Ludwig Mies van der Rohe was a German architect and designer. Mies was born in Aachen on March 27, 1886. Son of a stonecutter, he began working in his father’s shop. In 1900, Mies signed up for trade school but never graduated. Instead, he moved to Berlin, designing for interior designer Bruno Paul and later for Peter Behrens. Behrens introduced Mies to architects Walter Gropius and Le Corbusier.
Gropius and Le Corbusier helped Mies acquire a taste for purity of form and the elegance of proportion. Mies' quip about the importance of detail is thought to date from this period. In 1913, Mies opened his own studio.
Mies first works were shaped by German neoclassicism and Constructivism, an avant-garde movement founded in Russia in 1913. Constructivism revered technological progress and the work of machines.

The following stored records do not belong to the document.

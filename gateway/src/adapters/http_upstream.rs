//! reqwest implementation of the upstream pool

use std::time::Duration;

use async_trait::async_trait;
use axum::http::header;
use reqwest::{redirect, Client};

use crate::domain::entities::{strip_hop_by_hop, ForwardRequest, ForwardResponse};
use crate::domain::ports::Upstream;
use crate::error::UpstreamError;

/// Backend instances reached over HTTP
pub struct HttpUpstream {
    http: Client,
    instances: Vec<String>,
}

impl HttpUpstream {
    /// Redirects are passed back to the caller rather than followed.
    pub fn new(instances: Vec<String>, timeout: Duration) -> Result<Self, UpstreamError> {
        let http = Client::builder()
            .timeout(timeout)
            .redirect(redirect::Policy::none())
            .build()?;

        Ok(Self {
            http,
            instances: instances
                .into_iter()
                .map(|url| url.trim_end_matches('/').to_string())
                .collect(),
        })
    }

    fn url_for(&self, instance: usize, path_and_query: &str) -> Result<String, UpstreamError> {
        let base = self
            .instances
            .get(instance)
            .ok_or(UpstreamError::UnknownInstance(instance))?;
        Ok(format!("{}{}", base, path_and_query))
    }
}

#[async_trait]
impl Upstream for HttpUpstream {
    fn instance_count(&self) -> usize {
        self.instances.len()
    }

    async fn forward(
        &self,
        instance: usize,
        request: ForwardRequest,
    ) -> Result<ForwardResponse, UpstreamError> {
        let url = self.url_for(instance, &request.path_and_query)?;

        let mut headers = request.headers;
        strip_hop_by_hop(&mut headers);
        headers.remove(header::HOST);
        headers.remove(header::CONTENT_LENGTH);

        let response = self
            .http
            .request(request.method, &url)
            .headers(headers)
            .body(request.body)
            .send()
            .await?;

        let status = response.status();
        let mut headers = response.headers().clone();
        strip_hop_by_hop(&mut headers);
        let body = response.bytes().await?;

        Ok(ForwardResponse {
            status,
            headers,
            body,
        })
    }
}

Mies began using industrial materials, ranging from steel and glass to cement and brick.
His style favored function over form, and his designs expressed discipline and simplicity. Mies' celebrated motto "less is more," reflected his minimalist approach.
His vision found expression in the German Pavilion he built for the 1929 Barcelona International Expo. Built on a podium alongside a pool, the building was supported by eight steel posts and connected fluidly with the surrounding open space. The building materials were the only decorations. Walls were made from lavish materials such as travertine marble and onyx. For the interior of the pavilion, which was torn down but later rebuilt in 1986, Mies designed the celebrated chrome, steel and leather Barcelona chair.
Mies was appointed director of the Bauhaus art and design school. In 1937. After the rise of the Nazi Party, Mies emigrated to the United States.
In 1947, the Museum of Modern Art dedicated a show to his work, a tribute usually only given posthumously.
In 1956, construction began on what would become his New York City masterpiece, the Seagram Building. It was a skyscraper with a steel skeleton framed by glass and bronze panels. Mies also designed a garden with a fountain in front of the building, which opened out on to Park Avenue.
He last building was the New National Gallery, which houses 20th-century art in Berlin. He designed a single, four thousand square meter room framed by glass walls. Steel columns supported the structure. Minimalist steel merged with the light feel of glass, suggesting a floating roof.
Ludwig Mies van der Rohe died in Chicago on August 17, 1969. He was 83.
Today his minimalist style continues to wield an important influence on contemporary architecture.